Remix.run Logo
pamelafox 7 hours ago

This is why I only add information to AGENTS.md when the agent has failed at a task. Then, once I've added the information, I revert the desired changes, re-run the task, and see if the output has improved. That way, I can have more confidence that AGENTS.md has actually improved coding agent success, at least with the given model and agent harness.

I do not do this for all repos, but I do it for the repos where I know that other developers will attempt very similar tasks, and I want them to be successful.

viraptor 6 hours ago | parent | next [-]

You can also save time/tokens if you see that every request starts looking for the same information. You can front-load it.

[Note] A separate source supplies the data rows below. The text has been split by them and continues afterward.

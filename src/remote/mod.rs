//! The hosted note store the reconciler syncs against.

pub mod memory;
pub mod realtime;
pub mod supabase;

use std::fmt;

use async_trait::async_trait;
use serde::{Deserialize, Serialize};
use thiserror::Error;
use tokio::sync::mpsc;

use crate::notes::{Note, NoteDraft};

pub use memory::MemoryNoteStore;
pub use supabase::SupabaseNoteStore;

#[derive(Error, Debug)]
pub enum RemoteError {
    #[error("HTTP error: {0}")]
    Http(#[from] reqwest::Error),
    #[error("Authentication failed")]
    AuthFailed,
    #[error("Server error: {status} - {message}")]
    Server { status: u16, message: String },
    #[error("Invalid URL: {0}")]
    InvalidUrl(String),
    #[error("Unexpected response: {0}")]
    UnexpectedResponse(String),
    #[error("Remote store unavailable: {0}")]
    Unavailable(String),
}

/// Opaque identifier of the authenticated user that scopes every remote call
#[derive(Debug, Clone, PartialEq, Eq, Hash, Serialize, Deserialize)]
#[serde(transparent)]
pub struct UserId(String);

impl UserId {
    pub fn new(id: impl Into<String>) -> Self {
        Self(id.into())
    }

    pub fn as_str(&self) -> &str {
        &self.0
    }
}

impl fmt::Display for UserId {
    fn fmt(&self, f: &mut fmt::Formatter<'_>) -> fmt::Result {
        f.write_str(&self.0)
    }
}

/// Notification that some row of the user's collection changed. Carries no
/// payload: receivers refetch the full collection.
#[derive(Debug, Clone, Copy, PartialEq, Eq)]
pub struct ChangeSignal;

/// Capacity of the signal channel handed to subscribers
pub const SIGNAL_BUFFER: usize = 16;

/// Handle that tears a realtime subscription down on `shutdown` or drop
pub struct SubscriptionHandle {
    shutdown_tx: mpsc::Sender<()>,
}

impl SubscriptionHandle {
    pub fn new(shutdown_tx: mpsc::Sender<()>) -> Self {
        Self { shutdown_tx }
    }

    /// Signal the subscription to stop delivering
    pub fn shutdown(&self) {
        let _ = self.shutdown_tx.try_send(());
    }
}

impl Drop for SubscriptionHandle {
    fn drop(&mut self) {
        self.shutdown();
    }
}

/// A live realtime subscription: the signals and the handle that ends them
pub struct Subscription {
    pub signals: mpsc::Receiver<ChangeSignal>,
    pub handle: SubscriptionHandle,
}

/// CRUD + realtime API of the hosted note store, scoped per user
#[async_trait]
pub trait RemoteNoteStore: Send + Sync {
    /// Full collection for the user, newest `created_at` first
    async fn fetch_all(&self, user: &UserId) -> Result<Vec<Note>, RemoteError>;

    /// Create a note; the server assigns id and timestamps
    async fn create(&self, user: &UserId, draft: &NoteDraft) -> Result<Note, RemoteError>;

    /// Overwrite title, content and tags of an existing note
    async fn update(&self, user: &UserId, note: &Note) -> Result<(), RemoteError>;

    async fn delete(&self, user: &UserId, id: &str) -> Result<(), RemoteError>;

    /// Whether the backend answers at all for this user
    async fn probe_reachable(&self, user: &UserId) -> bool;

    /// Start delivering change signals for the user's rows
    fn subscribe(&self, user: &UserId) -> Subscription;
}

sebazzz 6 hours ago | parent | next [-]

Also take the randomness out of it. Sometimes the agent executing tests one way, sometimes the other way.

Maxion an hour ago | parent [-]

I've found https://github.com/casey/just to be very very useful. Allows to bind common commands simple smaller commands that can be easily referenced. Good for humans too.

NicoJuicy 5 hours ago | parent | prev [-]

Don't forget to update it regularly then

averrous 7 hours ago | parent | prev | next [-]

Agree. I also found out that rule discovery approach like this perform better. It is like teaching a student, they probably have already performed well on some task, if we feed in another extra rule that they already well verse at, it can hinder their creativity.

imiric 6 hours ago | parent | prev [-]

That's a sensible approach, but it still won't give you 100% confidence. These tools produce different output even when given the same context and prompt. You can't really be certain that the output difference is due to isolating any single variable.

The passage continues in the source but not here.